Session One: Subjects of Regulation

What is a Worksheet?

Each advisory group session will be supported by a worksheet, like this one, made available to the group in advance of each session. The goal of these worksheets is to support the discussion and organize feedback and input received. These worksheets will be made public after each session.

Each worksheet will have a set of questions for which the group members will be asked to submit written responses to. A non-attributed summary of these submissions will be published weekly to help conduct the work in a transparent manner.

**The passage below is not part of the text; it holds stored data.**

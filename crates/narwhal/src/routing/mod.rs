//! Orthogonal edge routing.
//!
//! Walks the layers left to right, placing each layer at its x coordinate and routing the
//! edges of the gap after it. Every gap gets as many vertical routing slots as its
//! hypernodes need; the gap width follows from the slot count.

pub mod hypernodes;

pub use hypernodes::{Dependency, HyperNode};

use crate::config::{LayeredConfig, Spacings};
use crate::error::Result;
use indexmap::IndexMap;
use narwhal_graph::{LGraph, LayerId, NodeId, Point};
use serde::Serialize;

/// Share of the edge spacing under which two horizontal segments count as a conflict.
const CONFLICT_THRESHOLD_FACTOR: f64 = 0.2;

#[derive(Debug, Clone, Copy, Default, PartialEq, Serialize)]
#[serde(rename_all = "camelCase")]
pub struct GapReport {
    /// Distinct vertical routing slots used in the gap.
    pub slots: usize,
    /// Crossings introduced by breaking dependency cycles.
    pub crossings: usize,
}

#[derive(Debug, Clone, Serialize)]
#[serde(rename_all = "camelCase")]
pub struct HyperNodeDump {
    pub ports: Vec<String>,
    pub start: f64,
    pub end: f64,
    pub slot: Option<usize>,
}

#[derive(Debug, Clone, Serialize)]
#[serde(rename_all = "camelCase")]
pub struct GapDump {
    pub start_x: f64,
    pub slots: usize,
    pub crossings: usize,
    pub hypernodes: Vec<HyperNodeDump>,
    /// Dependencies that survived cycle breaking.
    pub dependencies: Vec<Dependency>,
}

/// Per-gap routing state, keyed `"<left layer>-<right layer>"`.
#[derive(Debug, Clone, Default, Serialize)]
pub struct RoutingDump {
    pub gaps: IndexMap<String, GapDump>,
}

#[derive(Debug, Clone, Default)]
pub struct RoutingReport {
    pub gaps: Vec<GapReport>,
    pub dump: Option<RoutingDump>,
}

/// Places layers along x and routes every gap. Expects a proper layering: all edges connect
/// adjacent layers.
pub fn route_edges(graph: &mut LGraph, config: &LayeredConfig) -> Result<RoutingReport> {
    let _span = tracing::debug_span!("route_edges", layers = graph.layer_count()).entered();
    let spacing = &config.spacing;

    let layer_ids: Vec<LayerId> = graph.layer_ids().collect();
    let mut report = RoutingReport::default();
    let mut dump = config.diagnostics.then(RoutingDump::default);
    let mut x = 0.0;

    for (i, &layer) in layer_ids.iter().enumerate() {
        x += place_layer(graph, layer, x);
        let Some(&right) = layer_ids.get(i + 1) else {
            break;
        };

        let start = x + spacing.edge_node_between_layers;
        let left_nodes = graph.layer(layer).nodes().to_vec();
        let right_nodes = graph.layer(right).nodes().to_vec();
        let (gap, gap_dump) = route_gap(graph, &left_nodes, &right_nodes, start, spacing);
        if let Some(dump) = dump.as_mut() {
            dump.gaps.insert(format!("{layer}-{right}"), gap_dump);
        }
        x += gap_width(gap.slots, spacing);
        tracing::trace!(gap = i, slots = gap.slots, crossings = gap.crossings, "gap routed");
        report.gaps.push(gap);
    }

    graph.size.width = x;
    graph.size.height = graph
        .layers()
        .iter()
        .flat_map(|l| l.nodes().iter())
        .map(|&n| {
            let node = graph.node(n);
            node.position.y + node.size.height + node.margin.bottom
        })
        .fold(0.0, f64::max);

    tracing::debug!(
        slots = report.gaps.iter().map(|g| g.slots).sum::<usize>(),
        width = graph.size.width,
        "edges routed"
    );
    report.dump = dump;
    Ok(report)
}

/// Horizontal distance from the end of one layer to the start of the next.
fn gap_width(slots: usize, spacing: &Spacings) -> f64 {
    if slots == 0 {
        return spacing.node_node_between_layers;
    }
    let routed = 2.0 * spacing.edge_node_between_layers
        + (slots - 1) as f64 * spacing.edge_edge_between_layers;
    routed.max(spacing.node_node_between_layers)
}

/// Centres the nodes of `layer` in a column starting at `x`. Returns the column width.
fn place_layer(graph: &mut LGraph, layer: LayerId, x: f64) -> f64 {
    let nodes: Vec<NodeId> = graph.layer(layer).nodes().to_vec();
    let outer = |graph: &LGraph, n: NodeId| {
        let node = graph.node(n);
        node.margin.left + node.size.width + node.margin.right
    };
    let width = nodes.iter().map(|&n| outer(graph, n)).fold(0.0, f64::max);
    for &n in &nodes {
        let slack = width - outer(graph, n);
        let node = graph.node_mut(n);
        node.position.x = x + slack / 2.0 + node.margin.left;
    }
    let l = graph.layer_mut(layer);
    l.x = x;
    l.width = width;
    width
}

fn route_gap(
    graph: &mut LGraph,
    left: &[NodeId],
    right: &[NodeId],
    start: f64,
    spacing: &Spacings,
) -> (GapReport, GapDump) {
    let threshold = CONFLICT_THRESHOLD_FACTOR * spacing.edge_edge_between_layers;
    let mut hns = hypernodes::build(graph, left, right);
    let mut deps = hypernodes::dependencies(&hns, threshold);
    let crossings = hypernodes::break_cycles(hns.len(), &mut deps);
    let slots = hypernodes::assign_slots(&mut hns, &deps, threshold);

    for hn in &hns {
        if !hn.is_straight() {
            bend_points(graph, hn, start + hn.slot as f64 * spacing.edge_edge_between_layers);
        }
    }

    let dump = GapDump {
        start_x: start,
        slots,
        crossings,
        hypernodes: hns
            .iter()
            .map(|h| HyperNodeDump {
                ports: h.ports.iter().map(ToString::to_string).collect(),
                start: h.start,
                end: h.end,
                slot: (!h.is_straight()).then_some(h.slot),
            })
            .collect(),
        dependencies: deps.into_iter().filter(|d| d.active).collect(),
    };
    (GapReport { slots, crossings }, dump)
}

fn bend_points(graph: &mut LGraph, hn: &HyperNode, x: f64) {
    let mut junctions: Vec<Point> = Vec::new();
    for &port in &hn.sources {
        let source_y = graph.port_absolute_anchor(port).y;
        for e in graph.port(port).outgoing().to_vec() {
            if !hn.ports.contains(&graph.edge(e).target()) {
                continue;
            }
            let target_y = graph.port_absolute_anchor(graph.edge(e).target()).y;
            if (source_y - target_y).abs() <= hypernodes::TOLERANCE {
                continue;
            }
            for y in [source_y, target_y] {
                let point = Point::new(x, y);
                graph.edge_mut(e).bend_points.push(point);
                if needs_junction(hn, y)
                    && !junctions.iter().any(|j| same_point(*j, point))
                {
                    junctions.push(point);
                    graph.edge_mut(e).junction_points.push(point);
                }
            }
        }
    }
}

/// The vertical segment continues past `y`, so other edges branch off here.
fn needs_junction(hn: &HyperNode, y: f64) -> bool {
    let near = |a: f64| (y - a).abs() < hypernodes::TOLERANCE;
    let inside = y > hn.start && y < hn.end;
    let shared_end = match (
        hn.source_positions.first(),
        hn.target_positions.first(),
        hn.source_positions.last(),
        hn.target_positions.last(),
    ) {
        (Some(&sf), Some(&tf), Some(&sl), Some(&tl)) => {
            (near(sf) && near(tf)) || (near(sl) && near(tl))
        }
        _ => false,
    };
    inside || shared_end
}

fn same_point(a: Point, b: Point) -> bool {
    (a.x - b.x).abs() < hypernodes::TOLERANCE && (a.y - b.y).abs() < hypernodes::TOLERANCE
}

The proposed approach in each worksheet represents the Government’s preliminary ideas on a certain topic, based on feedback received during the July-September 2021 consultation. It is meant to be a tool to help discussion. The ideas and language shared are intended to represent a starting point for reaction and feedback. The advice received from these consultations will help the Government design an effective and proportionate legislative and regulatory framework for addressing harmful content online. Neither the group’s advice nor the preliminary views expressed in the worksheets constitute the final views of the Department of Canadian Heritage nor the Government of Canada.

Discussion Topic

What types of entities would be regulated under the online harms legislative and regulatory framework?

Objectives

  1. Assess the viability of proportionate regulation organized by categories. The legislation could establish categories of regulated services, based on the variability of user base, content volume, and risk of harmful content across these services. Each category would have its own set of regulatory obligations that the services would need to fulfill.
    1. Specifically, evaluate if there should be a separate category for adult content services. Adult content services pose a heightened risk for child sexual exploitation material and the non-consensual sharing of intimate images or media. These services could be filtered into their own category, which could have separate or additional obligations placed on their services.
  2. Determine the range of services to exclude from the framework. Excluded services would be those that the framework does not intend to regulate, and for which it would seek to pre-empt any confusion about their being within the scope of the framework. They would include Telecommunications Service Providers, the core infrastructure of the internet (e.g., Domain Name Server providers) and private communications.

Starting Points

Overview of Proposed Approach

Supporting questions for discussion

  1. Assess the viability of proportionate regulations organized by categories.
    1. Should there be different types of regulatory obligations on categories of online communication service providers or categories of services based on the size and risk of harm on their platforms?
      1. Should the relative maturity or development of a service or platform (e.g., a more recent service like TikTok versus a longer-standing service like Facebook) factor into how an entity is scoped into regulation?
      2. Should platforms’ nature, design attributes, and overall risk of harm be considered when creating categories and imposing obligations, regardless of their size?
    2. How many graduated categories should there be and what parameters would differentiate each category?
    3. How should services that include both public and private communications services be scoped in?
    4. Should adult content services have their own category with additional obligations imposed on these services?
  2. Determine the range of services to exclude from the framework.
    1. What parameters should be laid out in legislation or regulation to exclude a service from regulatory obligations?